>>>

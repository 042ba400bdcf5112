use clap::{ArgAction, Parser};
use log::{LevelFilter, error};
use mlq_sim::{
    ProcessSpec, Sim, TraceEvent, Workload,
    core::Ticks,
    sim::{ConfigError, bernoulli_jobs},
};
use std::error::Error;
use std::path::PathBuf;
use std::process::ExitCode;

mod logger;

/// Simulate two-level MLQ scheduling: high priority processes are served
/// round-robin and always preempt low priority ones, which run FCFS.
#[derive(Parser, Debug)]
#[command(version, about)]
struct Args {
    /// YAML workload file
    #[arg(long, value_name = "FILE", conflicts_with_all = ["process", "random"])]
    config: Option<PathBuf>,

    /// Round-robin time quantum for the high priority queue
    #[arg(short, long, value_name = "TICKS")]
    quantum: Option<Ticks>,

    /// A process to schedule, may be repeated; CLASS is high or low (1 or 2)
    #[arg(short, long, value_name = "CLASS:BURST[:ARRIVAL]")]
    process: Vec<ProcessSpec>,

    /// Generate a random workload spanning this many ticks
    #[arg(long, value_name = "TICKS", conflicts_with = "process")]
    random: Option<Ticks>,

    /// Seed for --random
    #[arg(long, default_value_t = 0)]
    seed: u64,

    /// Bound both queues to this many processes
    #[arg(long, value_name = "N")]
    capacity: Option<usize>,

    /// Increase log verbosity (-v info, -vv debug, -vvv trace)
    #[arg(short, long, action = ArgAction::Count)]
    verbose: u8,
}

fn main() -> ExitCode {
    let args = Args::parse();

    logger::init(match args.verbose {
        0 => LevelFilter::Warn,
        1 => LevelFilter::Info,
        2 => LevelFilter::Debug,
        _ => LevelFilter::Trace,
    });

    match run(args) {
        Ok(()) => ExitCode::SUCCESS,
        Err(e) => {
            let mut msg = e.to_string();
            let mut src = e.source();

            while let Some(e) = src {
                msg.push_str(&format!(" -> {e}"));
                src = e.source();
            }

            error!("{msg}");
            ExitCode::FAILURE
        }
    }
}

fn run(args: Args) -> Result<(), ConfigError> {
    let mut workload = match &args.config {
        Some(path) => Workload::from_path(path)?,
        None => {
            let quantum = args.quantum.ok_or(ConfigError::MissingQuantum)?;
            let processes = match args.random {
                Some(ticks) => bernoulli_jobs(ticks, 0.3, 0.5, 0.3, 2, 6, args.seed),
                None => args.process,
            };
            Workload::new(quantum, processes)
        }
    };

    // Command line overrides the file
    if let Some(quantum) = args.quantum {
        workload.quantum = quantum;
    }
    if args.capacity.is_some() {
        workload.queue_capacity = args.capacity;
    }
    workload.validate()?;

    let mut sim = Sim::from_workload(&workload);

    while !sim.all_jobs_completed() {
        let now = sim.core.now();
        for event in sim.step() {
            match *event {
                TraceEvent::Executing {
                    process,
                    queue,
                    duration,
                } => println!("t={now} Executing P{process} from {queue} for {duration} ticks"),
                TraceEvent::Completed { process } => println!("t={now} P{process} completed"),
            }
        }
    }

    let report = sim.into_report();

    for id in &report.rejected {
        println!("P{id} was dropped: queue full");
    }
    println!("Total time elapsed: {} ticks", report.total_time_elapsed());
    println!("Final clock: {}", report.final_clock);
    if let Some(avg) = report.mean_response_time() {
        println!("Average response time: {avg:.2} ticks");
    }
    if let Some(avg) = report.mean_turnaround_time() {
        println!("Average turnaround time: {avg:.2} ticks");
    }

    Ok(())
}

<<<

# [Task description]
Match on "ProcessSpec": copy every line in the records that has it.

# [Answer section]
    ProcessSpec, Sim, TraceEvent, Workload,
    process: Vec<ProcessSpec>,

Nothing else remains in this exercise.